Abstract
2904
Introduction: Voltage-gated sodium channels (Navs) in peripheral sensory neurons and dorsal root ganglia of the spinal cord are critically involved in pain perception and transmission. While Nav isoforms, particularly Nav1.7, are implicated in neuropathic pain disorders, changes in the functional state and expression levels of these channels have not been extensively studied in vivo. The development of noninvasive neuroimaging tools to measure the extent of or change in pain signal transmission in vivo can help to advance both the research and treatment of neuropathic pain conditions and treatments. Radiocaine, a fluorine-18 radiotracer based on the local anesthetic lidocaine, has previously been used for cardiac Nav1.5 imaging using positron-emission tomography (PET). Because lidocaine is a non-selective Nav blocker, [18F]Radiocaine can be used to image other Nav isoforms, particularly those implicated in neuropathic injuries. In the present study, we used [18F]Radiocaine to visualize neuronal Nav expression using PET/MR in rodents that had undergone unilateral spinal nerve ligation.

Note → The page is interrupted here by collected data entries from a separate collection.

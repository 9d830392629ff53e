//! Message store - persistent storage for messages and their read receipts

use crate::entities::messages;
use crate::student_store::StudentStore;
use crate::types::{LocalMessage, Message, Priority, ReadStatus, SentStatus, Student, StudentQuery};
use crate::StoreConfig;
use anyhow::{Context, Result};
use chrono::{DateTime, Utc};
use sea_orm::prelude::Expr;
use sea_orm::*;
use sea_orm_migration::MigratorTrait;
use std::path::PathBuf;
use tracing::{debug, info};

/// Message store - manages the on-device message cache
pub struct MessageStore {
    pub(crate) db: DatabaseConnection,
    pub(crate) config: StoreConfig,
    students: StudentStore,
}

impl MessageStore {
    /// Create a new message store with default config
    pub async fn new(db_path: PathBuf) -> Result<Self> {
        Self::with_config(StoreConfig {
            db_path,
            ..Default::default()
        })
        .await
    }

    /// Create a message store with custom config
    pub async fn with_config(config: StoreConfig) -> Result<Self> {
        let db_path_str = config
            .db_path
            .to_str()
            .context("Invalid database path")?
            .replace("\\", "/");

        let db_url = format!("sqlite:{}?mode=rwc", db_path_str);

        let db: DatabaseConnection = Database::connect(db_url.as_str())
            .await
            .context("Failed to connect to database")?;

        crate::migration::Migrator::up(&db, None)
            .await
            .context("Failed to run migrations")?;

        info!("Message store initialized at {}", config.db_path.display());

        Ok(Self::from_parts(db, config))
    }

    /// Create a message store with an existing, already migrated connection
    pub fn with_connection(db: DatabaseConnection, config: StoreConfig) -> Self {
        info!("Message store initialized with existing connection");
        Self::from_parts(db, config)
    }

    fn from_parts(db: DatabaseConnection, config: StoreConfig) -> Self {
        Self {
            students: StudentStore::new(db.clone()),
            db,
            config,
        }
    }

    pub fn config(&self) -> &StoreConfig {
        &self.config
    }

    /// Students known on this device
    pub fn students(&self) -> &StudentStore {
        &self.students
    }

    /// Look up a student
    pub async fn find_student(&self, query: &StudentQuery) -> Result<Option<Student>> {
        self.students.find(query).await
    }

    /// One page of a student's messages, newest first
    pub async fn fetch_messages(
        &self,
        student_number: &str,
        offset: Option<u64>,
    ) -> Result<Vec<LocalMessage>> {
        let rows = messages::Entity::find()
            .filter(messages::Column::StudentNumber.eq(student_number))
            .order_by_desc(messages::Column::SentTime)
            .order_by_desc(messages::Column::Id)
            .offset(offset.unwrap_or(0))
            .limit(self.config.page_size)
            .all(&self.db)
            .await
            .context("Failed to fetch messages")?;

        debug!(
            "Retrieved {} messages for student {}",
            rows.len(),
            student_number
        );
        rows.into_iter().map(model_to_message).collect()
    }

    /// Get message by ID
    pub async fn fetch_message(&self, id: i64) -> Result<Option<LocalMessage>> {
        let row = messages::Entity::find_by_id(id)
            .one(&self.db)
            .await
            .context("Failed to fetch message")?;

        row.map(model_to_message).transpose()
    }

    /// Upsert remote messages for a student.
    ///
    /// Content fields are last-write-wins. `read_status` never regresses, and a
    /// message the server already reports as read counts as acknowledged.
    pub async fn save_messages(
        &self,
        batch: &[Message],
        student_number: &str,
        student_id: i64,
    ) -> Result<()> {
        if batch.is_empty() {
            return Ok(());
        }

        let txn = self.db.begin().await.context("Failed to begin transaction")?;

        for msg in batch {
            let images = serde_json::to_string(&msg.images)?;
            let existing = messages::Entity::find_by_id(msg.id)
                .one(&txn)
                .await
                .context("Failed to look up message")?;

            if let Some(model) = existing {
                let stored_read = ReadStatus::from_i32(model.read_status);
                let read_status = stored_read.max(msg.read_status);
                let sent_status = if msg.read_status.is_read() {
                    SentStatus::Acknowledged
                } else {
                    SentStatus::from_i32(model.sent_status)
                };
                let read_time = model
                    .read_time
                    .or_else(|| msg.viewed_at.filter(|_| read_status.is_read()).map(millis));

                let mut active: messages::ActiveModel = model.into();
                active.title = Set(msg.title.clone());
                active.content = Set(msg.content.clone());
                active.priority = Set(msg.priority.as_str().to_string());
                active.group_name = Set(msg.group_name.clone());
                active.edited_at = Set(msg.edited_at.map(millis));
                active.images = Set(images);
                active.sent_time = Set(millis(msg.sent_time));
                active.viewed_at = Set(msg.viewed_at.map(millis));
                active.read_status = Set(read_status.as_i32());
                active.read_time = Set(read_time);
                active.sent_status = Set(sent_status.as_i32());
                active.student_number = Set(student_number.to_string());
                active.student_id = Set(student_id);
                active
                    .update(&txn)
                    .await
                    .context("Failed to update message")?;
            } else {
                let sent_status = if msg.read_status.is_read() {
                    SentStatus::Acknowledged
                } else {
                    SentStatus::Pending
                };
                let row = messages::ActiveModel {
                    id: Set(msg.id),
                    title: Set(msg.title.clone()),
                    content: Set(msg.content.clone()),
                    priority: Set(msg.priority.as_str().to_string()),
                    group_name: Set(msg.group_name.clone()),
                    edited_at: Set(msg.edited_at.map(millis)),
                    images: Set(images),
                    sent_time: Set(millis(msg.sent_time)),
                    viewed_at: Set(msg.viewed_at.map(millis)),
                    read_status: Set(msg.read_status.as_i32()),
                    read_time: Set(msg.viewed_at.filter(|_| msg.read_status.is_read()).map(millis)),
                    sent_status: Set(sent_status.as_i32()),
                    student_number: Set(student_number.to_string()),
                    student_id: Set(student_id),
                };
                // Handle RecordNotFound from insert return value
                match row.insert(&txn).await {
                    Ok(_) => {}
                    Err(DbErr::RecordNotFound(_)) => {}
                    Err(e) => return Err(e).context("Failed to insert message"),
                }
            }
        }

        txn.commit().await.context("Failed to commit messages")?;

        debug!(
            "Saved {} messages for student {}",
            batch.len(),
            student_number
        );
        Ok(())
    }

    /// Mark an unread message as read.
    ///
    /// Returns `false` when the row is missing or already read; an already read
    /// row keeps its original `read_time` and `sent_status`.
    pub async fn mark_read(
        &self,
        id: i64,
        read_time: DateTime<Utc>,
        sent_status: SentStatus,
    ) -> Result<bool> {
        let result = messages::Entity::update_many()
            .col_expr(
                messages::Column::ReadStatus,
                Expr::value(ReadStatus::Read.as_i32()),
            )
            .col_expr(messages::Column::ReadTime, Expr::value(millis(read_time)))
            .col_expr(messages::Column::SentStatus, Expr::value(sent_status.as_i32()))
            .filter(messages::Column::Id.eq(id))
            .filter(messages::Column::ReadStatus.eq(ReadStatus::Unread.as_i32()))
            .exec(&self.db)
            .await
            .context("Failed to mark message as read")?;

        let changed = result.rows_affected > 0;
        if changed {
            debug!("Marked message {} as read ({:?})", id, sent_status);
        }
        Ok(changed)
    }

    /// Set the acknowledgment status of a read message
    pub async fn mark_sent_status(&self, id: i64, sent_status: SentStatus) -> Result<()> {
        self.mark_sent_status_many(&[id], sent_status).await
    }

    /// Set the acknowledgment status of several read messages
    pub async fn mark_sent_status_many(&self, ids: &[i64], sent_status: SentStatus) -> Result<()> {
        if ids.is_empty() {
            return Ok(());
        }

        let result = messages::Entity::update_many()
            .col_expr(messages::Column::SentStatus, Expr::value(sent_status.as_i32()))
            .filter(messages::Column::Id.is_in(ids.iter().copied()))
            .filter(messages::Column::ReadStatus.eq(ReadStatus::Read.as_i32()))
            .exec(&self.db)
            .await
            .context("Failed to update sent status")?;

        debug!(
            "Set sent status {:?} on {} of {} messages",
            sent_status,
            result.rows_affected,
            ids.len()
        );
        Ok(())
    }

    /// Ids read on this device whose receipt the server has not accepted yet
    pub async fn fetch_pending_acks(&self, student_number: &str) -> Result<Vec<i64>> {
        let ids: Vec<i64> = messages::Entity::find()
            .select_only()
            .column(messages::Column::Id)
            .filter(messages::Column::StudentNumber.eq(student_number))
            .filter(messages::Column::ReadStatus.eq(ReadStatus::Read.as_i32()))
            .filter(messages::Column::SentStatus.eq(SentStatus::Pending.as_i32()))
            .order_by_asc(messages::Column::Id)
            .into_tuple()
            .all(&self.db)
            .await
            .context("Failed to fetch pending acknowledgments")?;

        debug!(
            "Found {} pending acknowledgments for student {}",
            ids.len(),
            student_number
        );
        Ok(ids)
    }

    /// Rows of one student sharing a broadcast's title, content and send time
    pub async fn fetch_group_members(
        &self,
        student_number: &str,
        title: &str,
        content: &str,
        sent_time: DateTime<Utc>,
    ) -> Result<Vec<LocalMessage>> {
        let rows = messages::Entity::find()
            .filter(messages::Column::StudentNumber.eq(student_number))
            .filter(messages::Column::Title.eq(title))
            .filter(messages::Column::Content.eq(content))
            .filter(messages::Column::SentTime.eq(millis(sent_time)))
            .order_by_asc(messages::Column::Id)
            .all(&self.db)
            .await
            .context("Failed to fetch group members")?;

        rows.into_iter().map(model_to_message).collect()
    }

    /// Unread message count for a student
    pub async fn unread_count(&self, student_number: &str) -> Result<u64> {
        let count = messages::Entity::find()
            .filter(messages::Column::StudentNumber.eq(student_number))
            .filter(messages::Column::ReadStatus.eq(ReadStatus::Unread.as_i32()))
            .count(&self.db)
            .await
            .context("Failed to get unread count")?;

        debug!("Unread messages for {}: {}", student_number, count);
        Ok(count)
    }
}

fn millis(ts: DateTime<Utc>) -> i64 {
    ts.timestamp_millis()
}

fn from_millis(ms: i64) -> Result<DateTime<Utc>> {
    DateTime::from_timestamp_millis(ms).with_context(|| format!("Invalid timestamp {}", ms))
}

/// Convert Sea-ORM model to LocalMessage
fn model_to_message(model: messages::Model) -> Result<LocalMessage> {
    Ok(LocalMessage {
        id: model.id,
        priority: Priority::parse(&model.priority),
        group_name: model.group_name,
        edited_at: model.edited_at.map(from_millis).transpose()?,
        images: serde_json::from_str(&model.images)
            .with_context(|| format!("Corrupt image list on message {}", model.id))?,
        sent_time: from_millis(model.sent_time)?,
        viewed_at: model.viewed_at.map(from_millis).transpose()?,
        read_status: ReadStatus::from_i32(model.read_status),
        student_id: model.student_id,
        student_number: model.student_number,
        read_time: model.read_time.map(from_millis).transpose()?,
        sent_status: SentStatus::from_i32(model.sent_status),
        title: model.title,
        content: model.content,
    })
}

Methods: [18F]Radiocaine was synthesized and formulated according to Hooker, et al. (2017). Rats underwent unilateral L5/L6 spinal nerve ligation following a procedure modified from Kim and Chung (1992). PET/MR imaging of rats with [18F]Radiocaine was performed at the acute stage (days 3–7) and the chronic stage (days 24–32) post-surgery. In order to assess the efficacy of SNL, the von Frey behavioral test was used to assess tactile allodynia in both hindlimbs of rats prior to SNL (baseline) and at the acute and chronic post-surgical stages. Additionally, whole-cell patch-clamp electrophysiology was used to assess the affinity of [19F]Radiocaine for eight isoforms of human voltage-gated sodium ion channels (hNav1.1 through hNav1.8).
Results: PET/MR imaging of rats that had undergone SNL demonstrated increased uptake of [18F]Radiocaine into the injured sciatic nerve as compared to the uninjured side at both the acute and chronic stages. At the acute stage post-surgery, PET/MR images demonstrated uptake of [18F]Radiocaine in the injured sciatic nerve was about 30% greater than uptake into the uninjured sciatic nerve (Figure 1). The uptake of radiotracer into nearby muscle tissue was significantly lower than into either sciatic nerve. At the acute stage, the von Frey test demonstrated significant tactile allodynia in the injured hindlimb, while the uninjured side was unaffected. At the chronic stage, radiotracer uptake into the injured sciatic nerve remained greater on the injured side than it was on the uninjured side (Figure 2). Notably, at the chronic stage, von Frey data demonstrated no significant difference in the allodynic response on the injured and uninjured sides. While rats had similar behavioral responses on both sides, radiotracer uptake into the injured sciatic nerve was still significantly higher than uptake on the contralateral side. Administration of intravenous lidocaine five minutes prior to [18F]Radiocaine injection at the chronic stage resulted in complete block of the [18F]Radiocaine signal in both sciatic nerves. Whole-cell patch-clamp electrophysiological studies demonstrated that [19F]Radiocaine preferentially inhibited hNav1.5 and hNav1.7 over the other Nav isoforms tested. While the estimated IC50values were relatively high for a PET radiotracer (8.8 µM for hNav1.5 and 142 µM for hNav1.7), this tracer provides sufficient signal-to-background ratios for PET imaging because of the high density of Nav1.7 in the sciatic nerve.
Conclusions: [18F]Radiocaine can be used to monitor injury states over time when the site of injury is known and serve as a diagnostic tool for nerve injury even in cases where the site of injury is unknown or during transitions from acute to chronic injury states. Because this radiotracer is an analogue of lidocaine, a well-tolerated local anesthetic, it has great potential for in vivo human imaging of neuropathic injuries.